さて密着というか定期的な取材が始まって数週間が経って、Kさんは、皆さんが蝉をとる画がほしい、と言った。その年の俳句甲子園のお題の季語のひとつに蟬が入っていたのである。ぼくら生徒と顧問はさっそくロケ車に詰め込まれて、蝉を求めて、車で一時間ほどの自然公園の中に入っていった。スタッフが用意したのか顧問が用意したのかもはや忘れてしまったが、捕虫網と虫籠も用意されていたはずで、ひとまず傍目から見れば、ぼくら一集団は相当な浮かれようであったのは間違いなく、当人たちもいささかの滑稽さを自覚しつつも、まあ、やはり楽しんではいた。

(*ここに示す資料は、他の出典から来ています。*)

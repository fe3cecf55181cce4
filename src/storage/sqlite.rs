use std::path::Path;

use chrono::{DateTime, Utc};
use rusqlite::{params, Connection, OptionalExtension, Row};

use super::{open_pool, NewSite, Pool, RecordStore, StoreError};
use crate::model::{format_timestamp, MonitoredSite, SiteUpdate, TestResult};

/// Local backend: sites and results in one SQLite file.
#[derive(Clone)]
pub struct SqliteStore {
    pool: Pool,
}

impl SqliteStore {
    pub fn open(path: &Path) -> anyhow::Result<Self> {
        Ok(Self {
            pool: open_pool(path)?,
        })
    }

    pub fn from_pool(pool: Pool) -> Self {
        Self { pool }
    }

    /// Run blocking database work off the async runtime.
    async fn with_conn<T, F>(&self, f: F) -> Result<T, StoreError>
    where
        F: FnOnce(&Connection) -> Result<T, StoreError> + Send + 'static,
        T: Send + 'static,
    {
        let pool = self.pool.clone();
        tokio::task::spawn_blocking(move || {
            let conn = pool.get()?;
            f(&conn)
        })
        .await
        .map_err(|e| StoreError::Task(e.to_string()))?
    }
}

const SITE_COLUMNS: &str =
    "id, url, display_name, check_frequency, status, alert_email, priority";

fn site_from_row(row: &Row<'_>) -> rusqlite::Result<MonitoredSite> {
    Ok(MonitoredSite {
        id: row.get(0)?,
        url: row.get(1)?,
        display_name: row.get(2)?,
        check_frequency: row.get(3)?,
        status: row.get(4)?,
        alert_email: row.get(5)?,
        priority: row.get(6)?,
    })
}

fn load_site(conn: &Connection, id: &str) -> Result<MonitoredSite, StoreError> {
    conn.query_row(
        &format!("SELECT {} FROM sites WHERE id = ?1", SITE_COLUMNS),
        [id],
        site_from_row,
    )
    .optional()?
    .ok_or_else(|| StoreError::NotFound(id.to_string()))
}

fn decode_results(rows: Vec<String>) -> Result<Vec<TestResult>, StoreError> {
    rows.iter()
        .map(|json| serde_json::from_str(json).map_err(|e| StoreError::Decode(e.to_string())))
        .collect()
}

#[async_trait::async_trait]
impl RecordStore for SqliteStore {
    fn backend_name(&self) -> &'static str {
        "sqlite"
    }

    async fn list_sites(&self) -> Result<Vec<MonitoredSite>, StoreError> {
        self.with_conn(|conn| {
            let mut stmt = conn.prepare(&format!(
                "SELECT {} FROM sites WHERE url != '' ORDER BY display_name, id",
                SITE_COLUMNS
            ))?;
            let sites = stmt
                .query_map([], site_from_row)?
                .collect::<rusqlite::Result<Vec<_>>>()?;
            Ok(sites)
        })
        .await
    }

    async fn get_site(&self, id: &str) -> Result<MonitoredSite, StoreError> {
        let id = id.to_string();
        self.with_conn(move |conn| load_site(conn, &id)).await
    }

    async fn update_site(
        &self,
        id: &str,
        update: &SiteUpdate,
    ) -> Result<MonitoredSite, StoreError> {
        let id = id.to_string();
        let update = update.clone();
        self.with_conn(move |conn| {
            let mut site = load_site(conn, &id)?;
            update.apply_to(&mut site);
            conn.execute(
                "UPDATE sites SET check_frequency = ?2, status = ?3, alert_email = ?4,
                     priority = ?5, updated_at = datetime('now')
                 WHERE id = ?1",
                params![
                    site.id,
                    site.check_frequency,
                    site.status,
                    site.alert_email,
                    site.priority
                ],
            )?;
            Ok(site)
        })
        .await
    }

    async fn add_site(&self, new: NewSite) -> Result<MonitoredSite, StoreError> {
        let site = MonitoredSite {
            id: format!("site-{}", &uuid::Uuid::new_v4().simple().to_string()[..12]),
            url: new.url,
            display_name: new.display_name,
            check_frequency: new.check_frequency,
            status: None,
            alert_email: None,
            priority: None,
        };
        self.with_conn(move |conn| {
            conn.execute(
                "INSERT INTO sites (id, url, display_name, check_frequency) VALUES (?1, ?2, ?3, ?4)",
                params![site.id, site.url, site.display_name, site.check_frequency],
            )?;
            Ok(site)
        })
        .await
    }

    async fn remove_site(&self, id: &str) -> Result<(), StoreError> {
        let id = id.to_string();
        self.with_conn(move |conn| {
            let removed = conn.execute("DELETE FROM sites WHERE id = ?1", [&id])?;
            if removed == 0 {
                return Err(StoreError::NotFound(id));
            }
            Ok(())
        })
        .await
    }

    async fn append_result(&self, result: &TestResult) -> Result<(), StoreError> {
        let json = serde_json::to_string(result).map_err(|e| StoreError::Decode(e.to_string()))?;
        let result = result.clone();
        self.with_conn(move |conn| {
            conn.execute(
                "INSERT INTO test_results
                    (id, site_id, url, tested_at, status, performance_score, load_time_ms, alert_sent, result_json)
                 VALUES (?1, ?2, ?3, ?4, ?5, ?6, ?7, ?8, ?9)",
                params![
                    result.id,
                    result.site_id,
                    result.url,
                    format_timestamp(&result.timestamp),
                    result.status.as_str(),
                    result.performance_score,
                    result.load_time_ms as i64,
                    result.alert_sent,
                    json
                ],
            )?;
            Ok(())
        })
        .await
    }

    async fn history(&self, site_id: &str, limit: usize) -> Result<Vec<TestResult>, StoreError> {
        let site_id = site_id.to_string();
        self.with_conn(move |conn| {
            let mut stmt = conn.prepare(
                "SELECT result_json FROM test_results
                 WHERE site_id = ?1
                 ORDER BY tested_at DESC, id DESC
                 LIMIT ?2",
            )?;
            let rows = stmt
                .query_map(params![site_id, limit as i64], |r| r.get::<_, String>(0))?
                .collect::<rusqlite::Result<Vec<_>>>()?;
            decode_results(rows)
        })
        .await
    }

    async fn results_since(
        &self,
        since: DateTime<Utc>,
        site_id: Option<&str>,
    ) -> Result<Vec<TestResult>, StoreError> {
        let since = format_timestamp(&since);
        let site_id = site_id.map(str::to_string);
        self.with_conn(move |conn| {
            let rows = match site_id {
                Some(site) => {
                    let mut stmt = conn.prepare(
                        "SELECT result_json FROM test_results
                         WHERE tested_at >= ?1 AND site_id = ?2
                         ORDER BY tested_at DESC, id DESC",
                    )?;
                    let rows = stmt
                        .query_map(params![since, site], |r| r.get::<_, String>(0))?
                        .collect::<rusqlite::Result<Vec<_>>>()?;
                    rows
                }
                None => {
                    let mut stmt = conn.prepare(
                        "SELECT result_json FROM test_results
                         WHERE tested_at >= ?1
                         ORDER BY tested_at DESC, id DESC",
                    )?;
                    let rows = stmt
                        .query_map(params![since], |r| r.get::<_, String>(0))?
                        .collect::<rusqlite::Result<Vec<_>>>()?;
                    rows
                }
            };
            decode_results(rows)
        })
        .await
    }
}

しかしながら、結論から言えば、蝉は全然鳴いていなかった。これは考えてみれば当然のことで、本州ですら六月上旬は蝉がまだ鳴きはじめであるのに、北海道でこの時期、蝉が鳴いているはずがないのである。果たして捕虫網はひとたびも振り下ろされることなかった。まぎらわしいことにスマートフォンでYouTubeの蝉の音の動画を流すいたずらを試みるむじゃきな部員もいて(たぶん当人はよかれと思ってやっていた)、一瞬期待するから余計に失望の感が強いというか、この行為は明らかにエヌ・エッチ・ケーの制作陣スタッフを苛立たせたように思う。結局、空の虫籠をさげ、ぼくらは帰りのロケ車に乗り込むこととなった。蟬狩りは無念の空振りに終わり、山歩きの疲労もそれなりにあって、ぼくらはくたくただった。軽い日射病のようにもなっていた。
ディレクターのKさんはその帰りにサービスエリアに寄ってくれた。Kさんは、ロケ車に戻ってくるときアイスを人数分買ってきた。棒つきの氷菓子で、それはそのときのぼくらの気分にうってつけだった。現金なぼくらは疲労を忘れて大喜びして、Kさんにお礼をいった。すると、Kさんはそれには答えずに、いい画がとれなかった、と独り言ちた。ストレスがたまったときは散財に限る、というようなことも言った。それをきいたぼくらは無言になって、何か言いようのない罪悪感にとらわれながら(別に、それはけっしてぼくらのせいではなかったのだが)溶けてゆく氷菓子を必死で啜ったのだった。
後から聞くところによると、この番組はKさんのエヌ・エッチ・ケー愛媛における卒業制作のような位置づけであって、この政策を終えるとKさんは東京に転勤することになっていたようである。幸い、その年のぼくらの高校は全国大会でそれなりに勝ち上がったから、番組の盛り上がりにはそれなりに貢献出来たはずで、蝉の画が撮れなかったことを補って余りあるはずだった。しかし、蝉の音は真理として聞こえないものである、知覚しえないものである、というような不可思議な感覚を、今もなお、ぼくは引きずり続けているのであった。
ところで蝉といえば、最近、大学院の先輩の中国人留学生の張さんの随筆を読む機会があった。これは和辻哲郎のある文章を下敷きとしながら、蝉の音について述べる「蟬音」と題された巧みな小文であった。ぼくはこのタイトルを初めてみたとき「蝶音」と空目したことを告白しなければならない。おそらく張――チョウ――という名前の響きが、どこからともなく一匹の蝶々を連れて来ていたのだと思う。ぼくは蝶音というものを想像したとき、意外にも、簡単にその音を思うことが出来た。ぱたぱた、などという音は、無論じっさいには聞こえない。けれども、するするとストロオを伸ばしたり縮ませたりして、巧みに花の蜜を吸い上げる音だとか、風の中で羽根をふるわせるときの葉擦れのような音、あるいは鱗粉をはらはらと地に落とす音というのは、聞いたことが無いのに、直接的に聞いたことがある。そのような気分にさせるのであった。